→ **What you will do**:
Could you find every line in the records below that contains the word "Result" and copy it?

→ **Data provided**:
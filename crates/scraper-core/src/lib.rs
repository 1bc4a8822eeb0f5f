//! # Scraper Core
//!
//! 주식 스크래퍼의 핵심 도메인 모델 및 타입을 제공합니다.
//!
//! 이 크레이트는 수집 파이프라인 전반에서 사용되는 기본 타입을 제공합니다:
//! - 회사(티커) 레코드와 일봉 가격 레코드
//! - 요청/행 단위 실패 처리 정책
//! - 수집 날짜 범위 계산
//! - 로깅 인프라

pub mod date_range;
pub mod domain;
pub mod logging;
pub mod policy;

pub use date_range::*;
pub use domain::*;
pub use logging::*;
pub use policy::*;
//! 일봉 가격 수집 모듈.

use crate::{RunContext, Result};
use scraper_core::DateRange;
use scraper_data::price_rows;
use tracing::{error, trace, warn};

/// 심볼 하나의 수집 결과.
#[derive(Debug, Clone, PartialEq, Eq)]
pub enum SymbolOutcome {
    /// 조회 성공
    Ingested {
        /// 저장한 일봉 수
        written: usize,
        /// 파싱 실패로 건너뛴 행 수
        skipped_rows: usize,
    },
    /// 조회 실패 (로그 후 다음 심볼로 진행)
    Failed { reason: String },
}

/// 심볼 하나의 기간 가격을 받아 거래일별로 upsert합니다.
///
/// 요청 실패와 행 실패는 `ctx.price_policy`에 따라 보고하거나 전파합니다.
/// 저장소 오류는 항상 전파합니다.
pub async fn ingest_symbol(
    ctx: &RunContext,
    range: &DateRange,
    symbol: &str,
) -> Result<SymbolOutcome> {
    let policy = ctx.price_policy;
    trace!(symbol, "가격 수집");

    let body = match ctx.prices.fetch(symbol, range).await {
        Ok(body) => body,
        Err(e) if policy.request.is_abort() => return Err(e.into()),
        Err(e) => {
            error!(symbol, error = %e, "가격 조회 실패");
            return Ok(SymbolOutcome::Failed {
                reason: e.to_string(),
            });
        }
    };

    let mut written = 0;
    let mut skipped_rows = 0;

    for row in price_rows(symbol, &body) {
        match row {
            Ok(price) => {
                ctx.store.upsert_daily_price(&price).await?;
                written += 1;
            }
            Err(e) if policy.row.is_abort() => return Err(e.into()),
            Err(e) => {
                warn!(symbol, error = %e, "가격 행 파싱 실패, 건너뜀");
                skipped_rows += 1;
            }
        }
    }

    trace!(symbol, written, skipped_rows, "가격 수집 완료");
    Ok(SymbolOutcome::Ingested {
        written,
        skipped_rows,
    })
}
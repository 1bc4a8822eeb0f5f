//! 회사 디렉터리 동기화 모듈.

use crate::{RunContext, Result};
use scraper_data::company_rows;
use std::collections::HashSet;
use tracing::{debug, error, info, warn};

/// 회사 디렉터리를 받아 회사별로 upsert합니다.
///
/// `filter`가 비어 있지 않으면 그 안의 심볼만 저장합니다. 저장한 레코드
/// 수(필터 적용 후)를 반환합니다.
pub async fn ingest_companies(ctx: &RunContext, filter: Option<&HashSet<String>>) -> Result<usize> {
    let filter = filter.filter(|f| !f.is_empty());
    let policy = ctx.company_policy;

    debug!(filter = ?filter, "회사 디렉터리 수집 시작");

    let body = match ctx.companies.fetch().await {
        Ok(body) => body,
        Err(e) if policy.request.is_abort() => return Err(e.into()),
        Err(e) => {
            error!(url = ctx.companies.url(), error = %e, "회사 디렉터리 조회 실패");
            return Ok(0);
        }
    };

    let mut written = 0;
    let mut skipped = 0;

    for row in company_rows(&body) {
        let row = match row {
            Ok(row) => row,
            Err(e) if policy.row.is_abort() => return Err(e.into()),
            Err(e) => {
                warn!(error = %e, "회사 행 읽기 실패, 건너뜀");
                skipped += 1;
                continue;
            }
        };

        if let Some(filter) = filter {
            if !row.symbol().is_some_and(|symbol| filter.contains(symbol)) {
                continue;
            }
        }

        let company = match row.parse() {
            Ok(company) => company,
            Err(e) if policy.row.is_abort() => return Err(e.into()),
            Err(e) => {
                warn!(line = row.line(), error = %e, "회사 행 파싱 실패, 건너뜀");
                skipped += 1;
                continue;
            }
        };

        ctx.store.upsert_company(&company).await?;
        written += 1;
    }

    info!(count = written, skipped, "회사 {}개 저장", written);
    Ok(written)
}

/// 설정된 심볼 목록을 필터로 회사 디렉터리만 동기화합니다.
pub async fn sync_companies(ctx: &RunContext) -> Result<usize> {
    let filter = ctx.symbol_filter();
    ingest_companies(ctx, filter.as_ref()).await
}
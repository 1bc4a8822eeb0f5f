//! 실행 컨텍스트.
//!
//! 실행 한 번마다 한 번 만들어 각 수집기에 참조로 넘깁니다. 저장소 핸들,
//! HTTP Provider, 날짜 범위, 실패 정책이 모두 여기에 모입니다.

use crate::error::CollectorError;
use crate::{CollectorConfig, Result};
use chrono::NaiveDate;
use scraper_core::{DateRange, FailurePolicy};
use scraper_data::{CompanyDirectoryProvider, DocumentStore, PriceHistoryProvider};
use std::collections::HashSet;
use std::sync::Arc;

/// 수집 실행 컨텍스트
pub struct RunContext {
    /// 회사/가격 저장소
    pub store: Arc<dyn DocumentStore>,
    /// 회사 디렉터리 Provider
    pub companies: CompanyDirectoryProvider,
    /// 일봉 가격 Provider
    pub prices: PriceHistoryProvider,
    /// 가격 수집 기간
    pub range: DateRange,
    /// 명시적 수집 대상 (비어 있으면 디렉터리 전체)
    pub symbols: Vec<String>,
    pub company_policy: FailurePolicy,
    pub price_policy: FailurePolicy,
}

impl RunContext {
    /// 설정과 기준일로 컨텍스트를 만듭니다.
    ///
    /// `today`는 호출자가 넘기며 기간 끝이 됩니다.
    pub fn new(
        config: &CollectorConfig,
        store: Arc<dyn DocumentStore>,
        today: NaiveDate,
    ) -> Result<Self> {
        let range = DateRange::trailing_years(today, config.years).ok_or_else(|| {
            CollectorError::Config(format!("years out of range: {}", config.years))
        })?;
        let client = config.endpoints.http_client()?;

        Ok(Self {
            store,
            companies: CompanyDirectoryProvider::new(
                client.clone(),
                config.endpoints.company_directory_url.clone(),
            ),
            prices: PriceHistoryProvider::new(client, config.endpoints.price_history_url.clone()),
            range,
            symbols: config.symbols.clone(),
            company_policy: config.company_policy,
            price_policy: config.price_policy,
        })
    }

    /// 명시적 심볼 목록을 필터 집합으로 반환 (없으면 `None`)
    pub fn symbol_filter(&self) -> Option<HashSet<String>> {
        if self.symbols.is_empty() {
            None
        } else {
            Some(self.symbols.iter().cloned().collect())
        }
    }
}
//! 업스트림 데이터 소스와 문서 저장소.
//!
//! 이 crate는 다음을 제공합니다:
//! - 회사 디렉터리 Provider (벌크 CSV 내보내기)
//! - 일봉 가격 Provider (심볼별 기간 CSV)
//! - 문서 저장소 추상화 (PostgreSQL JSONB, 인메모리)

pub mod error;
pub mod provider;
pub mod storage;

pub use error::{DataError, Result};

pub use provider::{
    company_rows, price_history_url, price_rows, CompanyDirectoryProvider, CompanyRow,
    PriceHistoryProvider, DEFAULT_COMPANY_DIRECTORY_URL, DEFAULT_PRICE_HISTORY_URL,
};
pub use storage::{CollectionNames, DocumentStore, MemoryStore, PgDocumentStore};
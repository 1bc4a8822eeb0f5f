//! 일봉 가격 레코드.

use serde::{Deserialize, Serialize};
use std::fmt;

/// 일봉 레코드의 복합 키 (심볼, 거래일).
///
/// 거래일은 업스트림이 준 문자열을 그대로 보관합니다.
#[derive(Debug, Clone, PartialEq, Eq, Hash, PartialOrd, Ord, Serialize, Deserialize)]
pub struct PriceKey {
    #[serde(rename = "sym")]
    pub symbol: String,
    #[serde(rename = "dt")]
    pub date: String,
}

impl PriceKey {
    pub fn new(symbol: impl Into<String>, date: impl Into<String>) -> Self {
        Self {
            symbol: symbol.into(),
            date: date.into(),
        }
    }
}

impl fmt::Display for PriceKey {
    fn fmt(&self, f: &mut fmt::Formatter<'_>) -> fmt::Result {
        write!(f, "{}@{}", self.symbol, self.date)
    }
}

/// 하루치 OHLCV 가격 레코드.
#[derive(Debug, Clone, PartialEq, Serialize, Deserialize)]
pub struct DailyPrice {
    #[serde(rename = "_id")]
    pub key: PriceKey,
    pub open: f64,
    pub high: f64,
    pub low: f64,
    pub close: f64,
    #[serde(rename = "vol")]
    pub volume: i64,
    #[serde(rename = "adjClose")]
    pub adj_close: f64,
}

→ **Finished exercise**:
use crate::{RunContext, Result};
) -> Result<SymbolOutcome> {
use crate::{RunContext, Result};
pub async fn ingest_companies(ctx: &RunContext, filter: Option<&HashSet<String>>) -> Result<usize> {
pub async fn sync_companies(ctx: &RunContext) -> Result<usize> {
use crate::{CollectorConfig, Result};
    ) -> Result<Self> {
pub use error::{DataError, Result};
    fn fmt(&self, f: &mut fmt::Formatter<'_>) -> fmt::Result {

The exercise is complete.